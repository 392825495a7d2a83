use async_trait::async_trait;
use auth::PasswordHasher;
use chrono::DateTime;
use chrono::Utc;
use sqlx::QueryBuilder;
use sqlx::Row;
use sqlx::Sqlite;
use sqlx::SqlitePool;

use super::check_password;
use crate::credential::errors::StoreError;
use crate::credential::models::Identity;
use crate::credential::models::Password;
use crate::credential::models::StoredPassword;
use crate::credential::models::UserId;
use crate::credential::ports::CredentialStore;

/// SQLite credential store.
///
/// Ids are stored as hyphenated text and timestamps as Unix seconds.
pub struct SqliteCredentialStore {
    pool: SqlitePool,
    hasher: PasswordHasher,
}

impl SqliteCredentialStore {
    pub fn new(pool: SqlitePool, hasher: PasswordHasher) -> Self {
        Self { pool, hasher }
    }
}

#[async_trait]
impl CredentialStore for SqliteCredentialStore {
    async fn create(&self, identity: Identity) -> Result<(), StoreError> {
        sqlx::query(
            r#"
            INSERT INTO credentials (id, password_digest, salt, created_on, last_login, is_bootstrapped)
            VALUES (?, ?, ?, ?, ?, ?)
            "#,
        )
        .bind(identity.id.to_string())
        .bind(&identity.password_digest)
        .bind(&identity.salt)
        .bind(identity.created_on.timestamp())
        .bind(identity.last_login.timestamp())
        .bind(identity.is_bootstrapped)
        .execute(&self.pool)
        .await
        .map_err(|e| {
            if let Some(db_err) = e.as_database_error() {
                if db_err.is_unique_violation() {
                    return StoreError::AlreadyExists(identity.id.to_string());
                }
            }
            StoreError::Database(e.to_string())
        })?;

        Ok(())
    }

    async fn verify_password(&self, id: &UserId, password: &Password) -> Result<(), StoreError> {
        let row = sqlx::query(
            r#"
            SELECT password_digest, salt
            FROM credentials
            WHERE id = ?
            "#,
        )
        .bind(id.to_string())
        .fetch_optional(&self.pool)
        .await
        .map_err(|e| StoreError::Database(e.to_string()))?;

        let stored = row
            .map(|r| {
                Ok::<_, sqlx::Error>(StoredPassword {
                    password_digest: r.try_get("password_digest")?,
                    salt: r.try_get("salt")?,
                })
            })
            .transpose()
            .map_err(|e| StoreError::Database(e.to_string()))?;

        check_password(&self.hasher, id, password, stored)
    }

    async fn record_login(&self, id: &UserId, at: DateTime<Utc>) -> Result<(), StoreError> {
        let result = sqlx::query("UPDATE credentials SET last_login = ? WHERE id = ?")
            .bind(at.timestamp())
            .bind(id.to_string())
            .execute(&self.pool)
            .await
            .map_err(|e| StoreError::Database(e.to_string()))?;

        if result.rows_affected() == 0 {
            return Err(StoreError::NotFound(id.to_string()));
        }

        Ok(())
    }

    async fn update_refresh_token(
        &self,
        id: &UserId,
        refresh_token: &str,
        expires_at: DateTime<Utc>,
    ) -> Result<(), StoreError> {
        let result = sqlx::query(
            r#"
            UPDATE credentials
            SET refresh_token = ?, refresh_token_expire = ?
            WHERE id = ?
            "#,
        )
        .bind(refresh_token)
        .bind(expires_at.timestamp())
        .bind(id.to_string())
        .execute(&self.pool)
        .await
        .map_err(|e| StoreError::Database(e.to_string()))?;

        if result.rows_affected() == 0 {
            return Err(StoreError::NotFound(id.to_string()));
        }

        Ok(())
    }

    async fn check_refresh_token(
        &self,
        id: &UserId,
        refresh_token: &str,
        now: DateTime<Utc>,
    ) -> Result<(), StoreError> {
        let row = sqlx::query(
            r#"
            SELECT id
            FROM credentials
            WHERE id = ? AND refresh_token = ? AND refresh_token_expire > ?
            "#,
        )
        .bind(id.to_string())
        .bind(refresh_token)
        .bind(now.timestamp())
        .fetch_optional(&self.pool)
        .await
        .map_err(|e| StoreError::Database(e.to_string()))?;

        match row {
            Some(_) => Ok(()),
            None => Err(StoreError::Unauthorized(id.to_string())),
        }
    }

    async fn rotate_refresh_token(
        &self,
        id: &UserId,
        presented: &str,
        refresh_token: &str,
        expires_at: DateTime<Utc>,
        now: DateTime<Utc>,
    ) -> Result<(), StoreError> {
        let result = sqlx::query(
            r#"
            UPDATE credentials
            SET refresh_token = ?, refresh_token_expire = ?
            WHERE id = ? AND refresh_token = ? AND refresh_token_expire > ?
            "#,
        )
        .bind(refresh_token)
        .bind(expires_at.timestamp())
        .bind(id.to_string())
        .bind(presented)
        .bind(now.timestamp())
        .execute(&self.pool)
        .await
        .map_err(|e| StoreError::Database(e.to_string()))?;

        if result.rows_affected() == 0 {
            return Err(StoreError::Unauthorized(id.to_string()));
        }

        Ok(())
    }

    async fn update_password(
        &self,
        id: &UserId,
        password_digest: &str,
        salt: &str,
    ) -> Result<(), StoreError> {
        let result = sqlx::query(
            r#"
            UPDATE credentials
            SET password_digest = ?, salt = ?
            WHERE id = ?
            "#,
        )
        .bind(password_digest)
        .bind(salt)
        .bind(id.to_string())
        .execute(&self.pool)
        .await
        .map_err(|e| StoreError::Database(e.to_string()))?;

        if result.rows_affected() == 0 {
            return Err(StoreError::NotFound(id.to_string()));
        }

        Ok(())
    }

    async fn delete(&self, id: &UserId) -> Result<(), StoreError> {
        sqlx::query("DELETE FROM credentials WHERE id = ?")
            .bind(id.to_string())
            .execute(&self.pool)
            .await
            .map_err(|e| StoreError::Database(e.to_string()))?;

        Ok(())
    }

    async fn delete_bootstrapped_except(&self, keep: &[UserId]) -> Result<u64, StoreError> {
        let mut builder =
            QueryBuilder::<Sqlite>::new("DELETE FROM credentials WHERE is_bootstrapped = 1");

        if !keep.is_empty() {
            builder.push(" AND id NOT IN (");
            let mut separated = builder.separated(", ");
            for id in keep {
                separated.push_bind(id.to_string());
            }
            separated.push_unseparated(")");
        }

        let result = builder
            .build()
            .execute(&self.pool)
            .await
            .map_err(|e| StoreError::Database(e.to_string()))?;

        Ok(result.rows_affected())
    }
}
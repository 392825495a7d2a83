use axum::extract::Path;
use axum::extract::State;
use axum::http::StatusCode;
use axum::Extension;

use super::authorize;
use super::parse_user_id;
use super::ApiError;
use crate::inbound::http::middleware::AuthenticatedUser;
use crate::inbound::http::router::AppState;

pub async fn delete_user(
    State(state): State<AppState>,
    Extension(caller): Extension<AuthenticatedUser>,
    Path(id): Path<String>,
) -> Result<StatusCode, ApiError> {
    let user_id = parse_user_id(&id)?;
    authorize(&caller, &user_id)?;

    state
        .credential_service
        .delete_user(&user_id)
        .await
        .map_err(ApiError::from)
        .map(|_| StatusCode::NO_CONTENT)
}
use std::sync::Arc;

use auth::Claims;
use auth::JwtSigner;
use chrono::DateTime;
use chrono::Duration;
use chrono::Utc;

use crate::credential::errors::CredentialError;
use crate::credential::models::TokenResponse;
use crate::credential::models::UserId;
use crate::credential::ports::CredentialStore;

/// Mints access/refresh token pairs and persists the refresh half.
///
/// A token pair is only returned after its refresh token has been written to the
/// store. If the write fails the computed pair is dropped.
pub struct TokenIssuer<S>
where
    S: CredentialStore,
{
    store: Arc<S>,
    signer: JwtSigner,
    access_ttl: Duration,
    refresh_ttl: Duration,
}

impl<S> TokenIssuer<S>
where
    S: CredentialStore,
{
    /// Create a token issuer.
    ///
    /// # Arguments
    /// * `store` - Store receiving the refresh tokens
    /// * `signer` - Access token signer holding the private key
    /// * `access_ttl` - Lifetime of access tokens
    /// * `refresh_ttl` - Lifetime of refresh tokens
    pub fn new(store: Arc<S>, signer: JwtSigner, access_ttl: Duration, refresh_ttl: Duration) -> Self {
        Self {
            store,
            signer,
            access_ttl,
            refresh_ttl,
        }
    }

    /// Issue a token pair, overwriting whatever refresh token the identity had.
    ///
    /// # Errors
    /// * `Unauthorized` - Identity no longer exists
    /// * `Internal` - Signing or storage failed
    pub async fn issue(&self, id: &UserId) -> Result<TokenResponse, CredentialError> {
        let (response, refresh_expires_at) = self.mint(id, Utc::now())?;

        self.store
            .update_refresh_token(id, &response.refresh_token, refresh_expires_at)
            .await?;

        tracing::debug!(user_id = %id, "Token pair issued");
        Ok(response)
    }

    /// Issue a token pair in exchange for the presented refresh token.
    ///
    /// # Errors
    /// * `Unauthorized` - `presented` is no longer the current unexpired token
    /// * `Internal` - Signing or storage failed
    pub async fn rotate(
        &self,
        id: &UserId,
        presented: &str,
    ) -> Result<TokenResponse, CredentialError> {
        let now = Utc::now();
        let (response, refresh_expires_at) = self.mint(id, now)?;

        self.store
            .rotate_refresh_token(id, presented, &response.refresh_token, refresh_expires_at, now)
            .await?;

        tracing::debug!(user_id = %id, "Refresh token rotated");
        Ok(response)
    }

    fn mint(
        &self,
        id: &UserId,
        now: DateTime<Utc>,
    ) -> Result<(TokenResponse, DateTime<Utc>), CredentialError> {
        let access_expires_at = now + self.access_ttl;
        let refresh_expires_at = now + self.refresh_ttl;

        let claims = Claims::new(id.0, access_expires_at.timestamp());
        let access_token = self.signer.sign(&claims)?;

        let response = TokenResponse {
            access_token,
            access_expires_at: access_expires_at.timestamp(),
            refresh_token: auth::random::refresh_token(),
            refresh_expires_at: refresh_expires_at.timestamp(),
        };

        Ok((response, refresh_expires_at))
    }
}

▶ [What the task asks]: Pull every line containing "PasswordHasher" from the material above.

▶ [Result for this task]:
use auth::PasswordHasher;
    hasher: PasswordHasher,
    pub fn new(pool: SqlitePool, hasher: PasswordHasher) -> Self {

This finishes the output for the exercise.